Clinical Negligence – what is it and do I want to do it?
Bringing a clinical negligence claim is not an easy hurdle to overcome, both legally and emotionally. On one hand, you may feel like you want justice to be served, but on the other, you may have the concerns that you will have to “relive” your experiences again. But how do you go about bringing a claim in the first instance. Solicitor Katarina Morgan explains.
In order to bring a clinical negligence claim, you must satisfy a four-stage test: duty, breach, causation and loss. But what do they mean?
You must establish a duty of care between the parties, that is, that the practitioner or practice in question owed you a duty of care. This is fairly easy to demonstrate because doctors, hospitals and medical professionals will owe their patients a duty of care. This also applies to healthcare professionals such as physiotherapists, nurses, ambulance paramedics, etc.
The next step to satisfy is that that practitioner breached the duty owed to you. In doing do, you must demonstrate that the medical practitioner acted in such a way that no other practitioner would have acted. Specifically, you must suffice what is known as the “Bolam” and “Bolitho” tests.
The Bolam test is that the doctor who owed you the duty of care failed to meet the standard of a reasonable body of other practitioners in that field. The Bolitho test is, where a medical opinion is relied on, you must proof that that medical opinion was not reasonable or logical.
The threshold for these tests are not easy to meet because of how high they are. You would need to rely on a medico-legal report to do so.
In addition to the duty and breach, you have to prove that the medical practitioner’s breach caused you the damage for which you are seeking to claim, or significantly contributed towards it.
Causation is usually the hardest part to demonstrate in a clinical negligence claim, purely because sometimes you can have a breach of duty where the standard falls, but that breach itself does not cause you any damage, or the pain you are suffering is related to something else. Again, this would have to be proven by a medico-legal report from an expert.
Loss categorises the pain and suffering you have endured because of the practitioner’s breach of duty. This includes physical and psychological damage (that has been diagnosed), and that is not too remote. Remoteness means that the loss has to be reasonably foreseeable.
Loss also includes any financial losses you have incurred as a result of the negligence. Examples of this will be for your earnings for having time off work, expenses, and care and assistance you may have needed.
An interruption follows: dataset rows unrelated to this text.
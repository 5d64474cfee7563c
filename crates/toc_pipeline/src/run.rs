// crates/toc_pipeline/src/run.rs
//
// Whole-manifest flow:
//   LOAD      manifest → competition (+ region table)
//   BUILD     one Toc per definition, built once, plan synthesized
//   ARTIFACTS <name>.json + <name>.plan.json per TOC (skipped when validating)
//   RENDER    optional: <name>.wiki per TOC for one viewer context

use std::path::{Path, PathBuf};

use toc_core::{GroupedData, TocName, ViewerContext};
use toc_io::artifacts::{write_json_atomic, write_text_atomic, ArtifactPaths};
use toc_io::loader::{load_competition, load_region_table, load_viewer};
use toc_io::manifest::load_manifest;
use toc_report::{render, RenderSpecification};
use tracing::info;

use crate::definition::toc_from_definition;
use crate::PipelineError;

#[derive(Debug, Clone, Default)]
pub struct RunOptions {
    pub out_dir: PathBuf,
    /// Render every TOC for this viewer context after writing the artifacts.
    pub viewer: Option<PathBuf>,
    /// Load, build and synthesize only; write nothing.
    pub validate_only: bool,
}

#[derive(Debug, Clone)]
pub struct TocSummary {
    pub name: TocName,
    pub artifacts: Option<ArtifactPaths>,
    pub rendered: bool,
    pub missing_countries: Vec<String>,
}

#[derive(Debug, Clone, Default)]
pub struct RunSummary {
    pub competition: String,
    pub tocs: Vec<TocSummary>,
}

/// Output of the BUILD stage for one TOC.
#[derive(Debug, Clone)]
pub struct BuiltToc {
    pub name: TocName,
    pub grouped_data: GroupedData,
    pub plan: RenderSpecification,
    pub missing_countries: Vec<String>,
}

/// LOAD + BUILD for every TOC in the manifest.
pub fn build_from_manifest(manifest_path: &Path) -> Result<(String, Vec<BuiltToc>), PipelineError> {
    let manifest = load_manifest(manifest_path)?;
    let competition = load_competition(&manifest.competition)?;
    let regions = manifest.region_table.as_deref().map(load_region_table).transpose()?;

    let mut built = Vec::with_capacity(manifest.tocs.len());
    for def in &manifest.tocs {
        let mut toc = toc_from_definition(def, regions.as_ref())?;
        toc.build(&competition)?;
        built.push(BuiltToc {
            name: toc.name().clone(),
            grouped_data: toc.grouped_data()?.clone(),
            plan: toc.render_spec()?,
            missing_countries: toc.missing_countries().to_vec(),
        });
    }
    Ok((competition.name, built))
}

/// Render one built TOC for `viewer`.
pub fn render_built(toc: &BuiltToc, viewer: &ViewerContext) -> Result<String, PipelineError> {
    render(&toc.plan, &toc.grouped_data, viewer)
        .map_err(|source| PipelineError::Render { toc: toc.name.to_string(), source })
}

pub fn run_from_manifest_path(manifest_path: &Path, opts: &RunOptions) -> Result<RunSummary, PipelineError> {
    let (competition, built) = build_from_manifest(manifest_path)?;

    let viewer = match (&opts.viewer, opts.validate_only) {
        (Some(path), false) => Some(load_viewer(path)?),
        _ => None,
    };

    let mut summary = RunSummary { competition, tocs: Vec::with_capacity(built.len()) };
    for toc in built {
        let mut artifacts = None;
        let mut rendered = false;
        if !opts.validate_only {
            let paths = ArtifactPaths::new(&opts.out_dir, &toc.name);
            write_json_atomic(&paths.grouped_data, &toc.grouped_data)?;
            write_json_atomic(&paths.plan, &toc.plan)?;
            if let Some(v) = &viewer {
                write_text_atomic(&paths.rendered, &render_built(&toc, v)?)?;
                rendered = true;
            }
            artifacts = Some(paths);
        }
        info!(toc = %toc.name, written = artifacts.is_some(), rendered, "toc done");
        summary.tocs.push(TocSummary { name: toc.name, artifacts, rendered, missing_countries: toc.missing_countries });
    }
    Ok(summary)
}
In order to bring a medical negligence claim, you must satisfy that you have met all stages of the four-part test otherwise your claim is unlikely to succeed. We will assess your case to see if you are meet the threshold to bring a claim and if you have prospects of success, we offer a no win no fee option of funding to proceed.
From experience, bringing the claim is only one part of your legal case; the other is the emotion and strength to press ahead. Whether you want to bring the claim or not, is entirely your decision.
However, our team at Lennons are compassionate and understanding of your experiences. We will always act in your best interest to achieve the best possible outcome, both financially and for the future for you and your family. For example, you may need future treatment or adjustments to your home and work place and we will do our best to ensure these are secured for you if necessary.